Хирш заерзал на стуле.
– Есть проблема незанятого пространства… Невозможно браться за все и делать неизвестно что. Если взять рыбалку, только спортивную, то можно, конечно, выпускать диски с играми, но можно же делать удочки, лески, сапоги, сачки… да мало ли что еще, правда, что касается рыб…
– О'кей, – прервал его Мастрони, – но сапоги и сачки – это та же проблема: когда ловля запрещена, рыболовы их не покупают. Разве что браконьеры. Но их не так много.
– Продано, – решил я. – Будем делать диски. Только есть небольшая проблема: мы не умеем их делать. Сколько на него нужно времени?
– Чтобы сделать диск? Простейший – месяц. Основательный – года четыре.
– Многовато. А кто-нибудь уже их делал? Может, импортный? Но с нашей маркой? Парни, которые сварганили охоту на ланей, там…
Хирш повернулся на стуле к компьютеру.
– Я узнаю.
– Видите? На предприятии переориентировка занимает полгода. В управленческом аппарате – пятнадцать лет. А мы делаем это за три минуты. У кого-нибудь есть кофе? Из-за их глупостей я проворонил завтрак…
Мэрилин, улыбаясь, встала. Похоже, все шло очень хорошо. Шарриак напрасно гнал меня в политику: именно здесь я был счастлив. Моя команда работала ровно, я доверял своим людям, все мелкие гадости внешнего мира отступали перед этой простенькой и спокойной реальностью: я находился среди хороших людей. Может быть, я ошибался, захотев плавать в аквариуме для акул вместе со всеми этими Шарриаками. Возможно, существовало на нашей индустриальной планете несколько несуетных заведений с умеренными амбициями, которые занимались только работой, а не оттачиванием клыков.
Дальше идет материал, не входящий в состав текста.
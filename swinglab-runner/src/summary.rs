//! Human-readable run reporting.

use std::fmt::Write;

use crate::runner::BacktestResult;

/// Render the end-of-run account summary.
pub fn format_summary(result: &BacktestResult) -> String {
    let mut out = String::new();
    let _ = writeln!(out, "=== Backtest Result ===");
    let _ = writeln!(out, "Symbol:          {}", result.symbol);
    let _ = writeln!(
        out,
        "Bars:            {} ({} warmup)",
        result.bar_count, result.warmup_bars
    );
    let _ = writeln!(out, "Trades:          {}", result.trades.len());
    let _ = writeln!(out);
    let _ = writeln!(
        out,
        "Starting Portfolio Value: {:.2}",
        result.summary.starting_value
    );
    let _ = writeln!(
        out,
        "Final Portfolio Value:    {:.2}",
        result.summary.ending_value
    );
    let _ = writeln!(out, "PnL:                      {:.2}", result.summary.pnl);
    out
}

/// Render one line per closed trade (gross and net of commission).
pub fn format_trades(result: &BacktestResult) -> String {
    let mut out = String::new();
    for trade in &result.trades {
        let _ = writeln!(
            out,
            "{} {} x{}  gross: {:.2}  net: {:.2}",
            trade.close_date, trade.symbol, trade.quantity, trade.gross_pnl, trade.net_pnl
        );
    }
    out
}

#[cfg(test)]
mod tests {
    use super::*;
    use swinglab_core::engine::RunSummary;

    #[test]
    fn summary_contains_the_three_account_lines() {
        let result = BacktestResult {
            run_id: "abc".into(),
            symbol: "BTC".into(),
            summary: RunSummary {
                starting_value: 100_000.0,
                ending_value: 101_234.5,
                pnl: 1_234.5,
            },
            trades: Vec::new(),
            bar_count: 200,
            warmup_bars: 29,
        };
        let text = format_summary(&result);
        assert!(text.contains("Starting Portfolio Value: 100000.00"));
        assert!(text.contains("Final Portfolio Value:    101234.50"));
        assert!(text.contains("PnL:                      1234.50"));
    }
}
Помечтав секунду, я вновь оказался на земле: не мечтатели нужны «Де Вавр интернэшнл»…
Брижит Обер дотронулась до моей руки кончиком покрытого лаком ногтя.
– Вы напряжены. Надо бы расслабиться.
– Да? А как это сделать в волчьей стае?
– О, есть много способов. Медитация. Софрология. Знаете ли, многие пользуются этим. Это необходимо, иначе не выдержать.
Мастрони поднял голову:
– Знавал я одного парня, который требовал инъекций витамина С для снятия напряжения. Он таскал с собой целую аптечку.
– Подумать только, атлета, который курит марихуану, прогоняют… А если еще и допинговый контроль в административном совете…
Пришлось удовольствоваться кофе, который принесла Мэрилин.
Как и в домах для престарелых, завтраки, обеды и ужины здесь являлись событием в совместной жизни. За обедом беспорядочные приходы помешали образованию привычных групп. На этот раз я оказался за одним столом с Мораном, пустившимся в многословные сетования по поводу репутации жителей Средиземноморья. Он утверждал, что на всей планете, как и в каждой стране, северяне всегда относились с презрением к южанам.
– Марсель, – говорил он, – второй город Франции. Упомяните в Париже только его название, и люди пожимают плечами, начинают смеяться, словно в этом городе живут одни комики. Парижане приезжают туда в отпуск, думают, что там у всех непрекращающиеся каникулы и совсем нет серьезных людей. Предположим, вам попался самый лучший хирург в Тимоне. Если он с нашим акцентом – дурень будет втолковывать вам, что нужна трепанация, – то вы удерете! Если он говорит то же самое – абсолютно то же самое – с безупречным произношением, вы ему поверите. Разве это нормально? Так же и в делах. Я предлагаю вам сделку, и, говори я как телеведущий, – прекрасно, сделка состоится. А если я говорю с акцентом, вы подозреваете, что я хочу вас надуть, и зовете полицию. Вы уверены, что мы только и делаем, что потягиваем пастис и обдумываем, как бы надуть туриста. Стоит мне открыть рот, и все ржут. Думаете, это приятно?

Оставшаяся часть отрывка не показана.